Après l’affaire Kerviel, qui a fait perdre à la Société -générale 4,9 milliards d’euros dans des placements à
risques, et la faillite de la banque d’investissements américaine Lehman Brother, la planète financière vit un nouveau choc depuis vendredi. Une fraude gigantesque d’un montant de 50 milliards
de dollars organisé par l’un des plus influents acteurs de la Bourse new-yorkaise, Bernard Madoff, ancien patron du NASDAQ. Hier, les banques françaises comptabilisaient le montant investi dans
le fonds d’investissement géré par ce pilier de Wall Street. Au premier rang des victimes figure Natixis, filiale de la Caisse d’épargne et de Banque - populaire. La banque d’investissement
extrêmement fragilisée par son activité à risque pourrait perdre jusqu’à 450 millions d’euros. La BNP Paribas évalue les dégâts à 350 millions d’euros. De son côté, la Société générale, tout
juste sortie de son « scandale Kerviel », annonce une implication « négligeable » évaluée « à moins de 10 millions d’euros », à l’instar du Crédit agricole. Le
secteur de l’assurance n’est pas épargné : Axa a annoncé une exposition « bien inférieure » à 100 millions d’euros. D’après les experts, cette fraude, très dommageable aussi pour
l’image des banques et du monde financier, devrait toutefois être sans conséquences pour les particuliers. En France, contrairement aux États-Unis, les investissements dans les fonds
spéculatifs tels ceux gérés par Bernard Madoff sont réservés aux « investisseurs qualifiés » : les établissements de crédit, les entreprises d’une certaine taille et les
particuliers fortunés ayant un million d’euros investis en Bourse et deux années d’expérience sur les marchés, explique Dov Ogien, professeur de finances à l’École supérieure de
gestion.
De 1960 à 2008, Bernard Madoff a mis en place et géré une fraude pyramidale (ou « pyramide de Ponzy », du nom de l’escroc qui a créé ce principe de fraude). Le système est
simple : il s’agit de rémunérer les investisseurs avec l’argent versé par les clients dernièrement arrivés. Bernard Madoff, légende de la réussite à l’américaine, celle d’un maître nageur
des plages de Long Island qui s’est hissé à la tête du marché boursier NASDAQ, est un homme influent et reconnu. Le gérant de fonds promettait à ses clients d’étonnants et consistants retours
sur investissement, de l’ordre de 1 % par mois. Ses clients ne réalisaient
pas que leurs dividendes n’étaient que la cannibalisation de l’investissement placé par un autre client.
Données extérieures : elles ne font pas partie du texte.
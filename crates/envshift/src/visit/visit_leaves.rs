use super::VisitMut;
use crate::document::Document;
use crate::key_path::KeyPath;
use crate::value::Value;

/// Recursively visit every value that is not a nested [Document] mutably
///
/// Lists are leaves, their elements are never visited.
pub trait VisitLeavesMut {
    fn visit_leaves_mut(&mut self, visitor: &mut dyn VisitMut<Value>);
}

impl VisitLeavesMut for Document {
    fn visit_leaves_mut(&mut self, visitor: &mut dyn VisitMut<Value>) {
        visit_document(self, &KeyPath::root(), visitor);
    }
}

fn visit_document(document: &mut Document, prefix: &KeyPath, visitor: &mut dyn VisitMut<Value>) {
    for (key, value) in document.iter_mut() {
        let path = prefix.join(key);
        match value {
            Value::Document(child) => visit_document(child, &path, visitor),
            leaf => visitor.visit_mut(&path, leaf),
        }
    }
}
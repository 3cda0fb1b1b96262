//! visitor pattern helpers
mod visit_leaves;
pub use visit_leaves::VisitLeavesMut;

use crate::key_path::KeyPath;

/// Visitor that visits its subjects mutably, along with their [KeyPath]
pub trait VisitMut<T> {
    fn visit_mut(&mut self, path: &KeyPath, value: &mut T);
}

// blanket impl for FnMut
impl<T, F> VisitMut<T> for F
where
    F: FnMut(&KeyPath, &mut T),
{
    fn visit_mut(&mut self, path: &KeyPath, value: &mut T) {
        self(path, value)
    }
}
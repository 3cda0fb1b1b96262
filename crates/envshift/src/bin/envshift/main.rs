mod cli;

use anyhow::Context;
use envshift::definition::Definition;
use envshift::document::Document;
use envshift::generator::{EnvironmentPolicy, Generator};

fn main() {
    use clap::Parser;
    let cli = cli::Cli::parse();

    tracing_subscriber::fmt()
        .with_env_filter(tracing_subscriber::EnvFilter::from_env("ENVSHIFT_LOG"))
        .with_writer(std::io::stderr)
        .init();

    for new_path in cli.directory.iter() {
        match new_path.canonicalize() {
            Err(e) => {
                eprintln!(
                    "Failed to resolve path for -C/--directory {}\n{}",
                    new_path.display(),
                    e
                );
                std::process::exit(1);
            }
            Ok(cwd) => {
                if let Err(err) = std::env::set_current_dir(&cwd) {
                    eprintln!("Failed to set work directory to {}\n{}", cwd.display(), err,);
                    std::process::exit(1);
                }

                tracing::info!(directory=%cwd.display(), "Changed working directory");
            }
        }
    }

    let command_result = match cli.command {
        cli::Command::Generate(generate_cli) => generate(generate_cli),
        cli::Command::Check(check_cli) => check(check_cli),
    };

    if let Err(e) = command_result {
        for error in e.chain() {
            eprintln!("{error}")
        }
        std::process::exit(1);
    }
}

pub fn generate(cli: cli::GenerateCommand) -> anyhow::Result<()> {
    let definition = load_definition(&cli.target)?;

    let policy = if cli.allow_missing_environment {
        EnvironmentPolicy::Lenient
    } else {
        EnvironmentPolicy::Strict
    };
    let generator = Generator::with_policy(&definition, cli.target.environment.as_str(), policy)?;

    let mut document = load(cli.input.as_deref())?;
    generator.generate(&mut document);

    output(&cli.output, &document)?;
    Ok(())
}

pub fn check(cli: cli::CheckCommand) -> anyhow::Result<()> {
    let definition = load_definition(&cli.target)?;
    envshift::generator::check_environment(&definition, &cli.target.environment)?;

    eprintln!(
        "environment `{}` is defined for all {} fields",
        cli.target.environment,
        definition.fields.len()
    );
    Ok(())
}

fn load_definition(target: &cli::TargetArgs) -> anyhow::Result<Definition> {
    Definition::load_file(&target.definition).with_context(|| {
        format!(
            "Failed to load definition {}",
            target.definition.display()
        )
    })
}

fn load(input: Option<&std::path::Path>) -> anyhow::Result<Document> {
    let Some(file_path) = input else {
        let stdin = std::io::read_to_string(std::io::stdin())?;
        return envshift::document::parse(&stdin).context("Failed to load document from stdin");
    };

    envshift::document::load_file(file_path)
        .with_context(|| format!("Failed to load document {}", file_path.display()))
}

fn output(output: &cli::OutputArgs, document: &Document) -> anyhow::Result<()> {
    let writer: Box<dyn std::io::Write> = match &output.file {
        Some(path) => Box::new(
            std::fs::File::create(path)
                .with_context(|| format!("Failed to create {}", path.display()))?,
        ),
        None => Box::new(std::io::stdout()),
    };

    match output.format {
        cli::OutputFormat::Yaml => serde_yaml::to_writer(writer, document)?,
        cli::OutputFormat::Json => serde_json::to_writer_pretty(writer, document)?,
    };

    Ok(())
}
Le secret
est demeuré tant que personne ne réclamait sa mise initiale, et pendant des dizaines d’années Madoff est parvenu à duper son monde, des clients individuels aux États-Unis, venant pour beaucoup
de la communauté juive des faubourgs de Long Island et de Floride, jusqu’aux grandes banques internationales. Avec la crise des subprimes et le besoin de liquidités des investisseurs, les
clients ont réclamé leur dû et la pyramide s’est effondrée.